工藤:5年前に、高原先生にも力を貸していただいたのですが、尖閣問題で日中間の外交が停止し、ヨーロッパのメディアは「日中の戦争が起こるのではないか」と報じました。領土問題では日本は譲れないという状況で、多くの市民は、偶発的な事故から戦争に至るような危険性を感じていました。それを何とかできないか、ということで、5年前に私たちは「不戦の誓い」を中国との間で合意しました。それが一つの大きな話題になったのですが、その時から数えて今回は5回目です。あの時は日中平和友好条約35周年だったのですが、今年は40周年ですから、やはり、何かしないといけないと思いました。2018年というのは、歴史的に非常に重要な段階に来ていると思います。米中の貿易戦争があり、世界の秩序が不安定化する中で、自由でルールに基づいた世界秩序や平和に対するいろいろな取り組みの努力が、非常に必要になっている局面です。その中で、日本と中国が新しい協力関係を作る土台を固める時期ではないかと思ったのです。

 だから、今年の「東京-北京フォーラム」は、5年前の「不戦の誓い」に続く、一つの大きな、日中関係が世界とアジアの協力関係を作るための出発点にする対話にしたいということで、いろいろな形の対話を準備しています。パネリストの皆さんがその中で真剣に議論していただけるということなので、何かを作れると期待しています。


アジアの平和、自由やルールに基づく秩序作りへ日中が協力する舞台に

高原:近年でいうと、安全保障の対話を一年で何回も開くようにするなど、新たな試みもあると思います。これまでの13年間を振り返って、また今年を一つの節目として、今後どのように民間の交流を進めていきたい、あるいは「東京-北京フォーラム」を発展させていきたいとお考えでしょうか。

工藤:私たちが「東京-北京フォーラム」を作った時は、目的は相互理解だったのです。お互いの国民が相手を十分理解していないし、政府間も喧嘩している。信頼を醸成して、相互理解を深めるということが大きな目的だったのですが、2010年の海上保安庁と中国漁船との衝突事件や尖閣問題、また中国が経済的にかなり大きな飛躍をした時から、性格が少し変わったと思っています。つまり、相互理解よりも、お互いが協力をして様々なものを作っていく。新しい協力関係を作っていかないと、アジアや世界の大きな変化の中で、本当の意味での相互理解が深まらないのではないか。交流だけでなく、一緒に何かを作るという作業プロセスが、お互いの信頼を飛躍的に改善するような気がしているのです。
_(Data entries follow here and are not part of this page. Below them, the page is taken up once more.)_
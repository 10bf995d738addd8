//! Remote storage transports
//!
//! The engine never talks to a storage backend directly. It goes through the
//! `Transport` trait, which offers exactly three operations:
//!
//! - `copy`: recursively copy a local directory to a remote path
//! - `list`: list the entry names directly under a remote directory
//! - `delete`: recursively delete a remote directory
//!
//! Transports own no state about snapshots; the remote store is the only
//! source of truth. They also never retry, retry policy lives with the caller.
//!
//! # Implementations
//!
//! - `LocalTransport`: another local or mounted filesystem, copied natively
//! - `RcloneTransport`: any rclone remote, driven through the `rclone` binary
//! - `MemoryTransport`: an in-memory fake that records calls, for tests

mod local;
mod memory;
mod rclone;

pub use local::LocalTransport;
pub use memory::{MemoryTransport, TransportCall};
pub use rclone::RcloneTransport;

use std::path::Path;

use serde::{Deserialize, Serialize};

use crate::cancel::CancellationToken;
use crate::error::TransportError;
use crate::snapshot::RemotePath;

/// Default number of parallel file transfers
pub const DEFAULT_CONCURRENCY: usize = 8;

/// Options controlling a recursive copy
#[derive(Debug, Clone, Copy, PartialEq, Eq, Serialize, Deserialize)]
pub struct CopyOptions {
    /// Recreate directories that contain no files
    pub preserve_empty_dirs: bool,
    /// Copy the targets of symbolic links instead of skipping the links
    pub follow_links: bool,
    /// Number of files transferred in parallel
    pub concurrency: usize,
    /// Compare and verify file contents by checksum rather than size and mtime
    pub integrity_check: bool,
}

impl Default for CopyOptions {
    fn default() -> Self {
        Self {
            preserve_empty_dirs: true,
            follow_links: false,
            concurrency: DEFAULT_CONCURRENCY,
            integrity_check: true,
        }
    }
}

/// What a copy did
#[derive(Debug, Clone, Copy, Default, PartialEq, Eq, Serialize)]
pub struct CopyStats {
    /// Files written to the destination
    pub files_transferred: u64,
    /// Files already present and identical at the destination
    pub files_skipped: u64,
    /// Bytes written to the destination
    pub bytes_transferred: u64,
}

impl CopyStats {
    /// Total number of files considered
    pub fn files_total(&self) -> u64 {
        self.files_transferred + self.files_skipped
    }
}

/// A capability over a remote store
///
/// Every operation takes the run's cancellation token; a backend that runs
/// long operations must abort them when it is raised.
pub trait Transport: Send + Sync {
    /// Recursively copy `source` into `dest`
    ///
    /// Must be safe to re-run against a partially populated `dest`: files
    /// already present and identical are skipped, not transferred again.
    /// Returns `None` when the backend does not report what it transferred.
    fn copy(
        &self,
        source: &Path,
        dest: &RemotePath,
        opts: &CopyOptions,
        cancel: &CancellationToken,
    ) -> Result<Option<CopyStats>, TransportError>;

    /// Names of the entries directly under `dir`, in no particular order
    fn list(
        &self,
        dir: &RemotePath,
        cancel: &CancellationToken,
    ) -> Result<Vec<String>, TransportError>;

    /// Recursively delete `path`
    fn delete(&self, path: &RemotePath, cancel: &CancellationToken) -> Result<(), TransportError>;

    /// Short human-readable name of the backend
    fn name(&self) -> &'static str;
}

impl<T: Transport + ?Sized> Transport for Box<T> {
    fn copy(
        &self,
        source: &Path,
        dest: &RemotePath,
        opts: &CopyOptions,
        cancel: &CancellationToken,
    ) -> Result<Option<CopyStats>, TransportError> {
        (**self).copy(source, dest, opts, cancel)
    }

    fn list(
        &self,
        dir: &RemotePath,
        cancel: &CancellationToken,
    ) -> Result<Vec<String>, TransportError> {
        (**self).list(dir, cancel)
    }

    fn delete(&self, path: &RemotePath, cancel: &CancellationToken) -> Result<(), TransportError> {
        (**self).delete(path, cancel)
    }

    fn name(&self) -> &'static str {
        (**self).name()
    }
}
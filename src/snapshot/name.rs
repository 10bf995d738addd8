//! Snapshot naming
//!
//! A snapshot name is `<timestamp>-<host>` where the timestamp uses a fixed
//! width `YYYY-MM-DD_HHMMSS` layout. Because the most significant field comes
//! first, sorting names as plain strings sorts them chronologically, which is
//! what retention relies on instead of parsing dates.

use std::ffi::OsString;
use std::fmt;
use std::io;

use chrono::{Local, NaiveDateTime};
use serde::{Deserialize, Serialize};
use tracing::debug;

use crate::error::SavesnapError;

/// strftime layout of the timestamp part of a snapshot name
pub const TIMESTAMP_FORMAT: &str = "%Y-%m-%d_%H%M%S";

/// Character length of a formatted timestamp (`2025-11-27_143022`)
const TIMESTAMP_LEN: usize = 17;

/// Source of wall-clock time for naming snapshots
pub trait Clock: Send + Sync {
    /// Current local wall-clock time
    fn now(&self) -> NaiveDateTime;
}

/// The system's local clock
#[derive(Debug, Clone, Copy, Default)]
pub struct SystemClock;

impl Clock for SystemClock {
    fn now(&self) -> NaiveDateTime {
        Local::now().naive_local()
    }
}

/// A clock frozen at a given instant (useful for testing)
#[derive(Debug, Clone, Copy)]
pub struct FixedClock(pub NaiveDateTime);

impl Clock for FixedClock {
    fn now(&self) -> NaiveDateTime {
        self.0
    }
}

/// A validated host tag
///
/// Only ASCII alphanumerics, `-`, `_` and `.` are allowed, so a host tag can
/// never introduce a path separator into a remote path.
#[derive(Debug, Clone, PartialEq, Eq, Hash, Serialize, Deserialize)]
#[serde(try_from = "String", into = "String")]
pub struct HostId(String);

impl HostId {
    /// Validate and wrap a host tag
    pub fn new(value: impl Into<String>) -> Result<Self, SavesnapError> {
        let value = value.into();

        if value.is_empty() {
            return Err(SavesnapError::Config("host id must not be empty".into()));
        }

        if let Some(bad) = value.chars().find(|c| !is_host_char(*c)) {
            return Err(SavesnapError::Config(format!(
                "host id '{}' contains invalid character '{}'",
                value, bad
            )));
        }

        Ok(Self(value))
    }

    /// Detect the local host name and reduce it to a valid tag
    ///
    /// Asks the operating system, not the environment. Only the part before
    /// the first `.` is kept; `localhost` is used if the lookup fails.
    pub fn detect() -> Self {
        Self::from_lookup(hostname::get())
    }

    fn from_lookup(lookup: io::Result<OsString>) -> Self {
        match lookup {
            Ok(name) => Self::sanitize(name.to_string_lossy().trim()),
            Err(e) => {
                debug!("Could not look up the host name: {}", e);
                Self("localhost".to_string())
            }
        }
    }

    /// Turn an arbitrary host name into a valid tag
    fn sanitize(name: &str) -> Self {
        let short = name.split('.').next().unwrap_or(name);
        let cleaned: String = short
            .chars()
            .map(|c| if is_host_char(c) { c } else { '-' })
            .collect();

        if cleaned.is_empty() {
            Self("localhost".to_string())
        } else {
            Self(cleaned)
        }
    }

    /// Get the tag as a string slice
    pub fn as_str(&self) -> &str {
        &self.0
    }
}

impl fmt::Display for HostId {
    fn fmt(&self, f: &mut fmt::Formatter<'_>) -> fmt::Result {
        f.write_str(&self.0)
    }
}

impl TryFrom<String> for HostId {
    type Error = SavesnapError;

    fn try_from(value: String) -> Result<Self, Self::Error> {
        Self::new(value)
    }
}

impl From<HostId> for String {
    fn from(host: HostId) -> Self {
        host.0
    }
}

fn is_host_char(c: char) -> bool {
    c.is_ascii_alphanumeric() || matches!(c, '-' | '_' | '.')
}

/// The name of one snapshot under the backup root
#[derive(Debug, Clone, PartialEq, Eq, PartialOrd, Ord, Hash, Serialize)]
#[serde(into = "String")]
pub struct SnapshotName {
    name: String,
    created_at: NaiveDateTime,
}

impl SnapshotName {
    /// Build the name for a snapshot taken at `timestamp` on `host`
    pub fn new(timestamp: NaiveDateTime, host: &HostId) -> Self {
        Self {
            name: format!("{}-{}", timestamp.format(TIMESTAMP_FORMAT), host),
            created_at: timestamp,
        }
    }

    /// Recognize a well-formed snapshot name
    ///
    /// Returns `None` for anything that isn't `<timestamp>-<host>`, so stray
    /// objects under the backup root are never mistaken for snapshots.
    pub fn parse(name: &str) -> Option<Self> {
        let stamp = name.get(..TIMESTAMP_LEN)?;
        let host = name.get(TIMESTAMP_LEN..)?.strip_prefix('-')?;

        let created_at = NaiveDateTime::parse_from_str(stamp, TIMESTAMP_FORMAT).ok()?;
        // Round-trip guards against layouts chrono accepts loosely
        if created_at.format(TIMESTAMP_FORMAT).to_string() != stamp {
            return None;
        }
        let host = HostId::new(host).ok()?;

        Some(Self::new(created_at, &host))
    }

    /// The full name
    pub fn as_str(&self) -> &str {
        &self.name
    }

    /// When the snapshot was taken, in local wall-clock time
    pub fn created_at(&self) -> NaiveDateTime {
        self.created_at
    }

    /// The host part of the name
    pub fn host(&self) -> &str {
        &self.name[TIMESTAMP_LEN + 1..]
    }
}

impl fmt::Display for SnapshotName {
    fn fmt(&self, f: &mut fmt::Formatter<'_>) -> fmt::Result {
        f.write_str(&self.name)
    }
}

impl From<SnapshotName> for String {
    fn from(name: SnapshotName) -> Self {
        name.name
    }
}

/// Derive the name for a new snapshot from the clock and host tag
pub fn make_snapshot_name(clock: &dyn Clock, host: &HostId) -> SnapshotName {
    SnapshotName::new(clock.now(), host)
}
 ですから、この「東京-北京フォーラム」の役割は、相互理解を深めることは当たり前なのですが、このアジアに平和な秩序を作るとか、世界の中で、自由で開放的な経済やルールに基づいた仕組みができるとか、そうした理念を共有できるような世界作り、アジア作りにお互いが協力できる舞台に発展させていけないか。今年はそのスタートにできないかと思っています。

高原:ぜひ、「東京-北京フォーラム」が、日中両国民の間の相互理解を増進し、そして両国民の間の実際の協力を推し進めていけることを、切に祈っております。健康に気を付けて頑張ってください。

工藤:高原さんも私とともに、政治・外交分科会の司会を務めていただきます。今年は、ITやデジタル分野の中国企業、八社くらいから有力者が参加します。そういう最先端、次世代の技術という問題でも、日中が本気で議論するという初めての取り組みもあります。ぜひ多くの人に来ていただき、それだけでなく参加していただければと思っています。よろしくお願いします。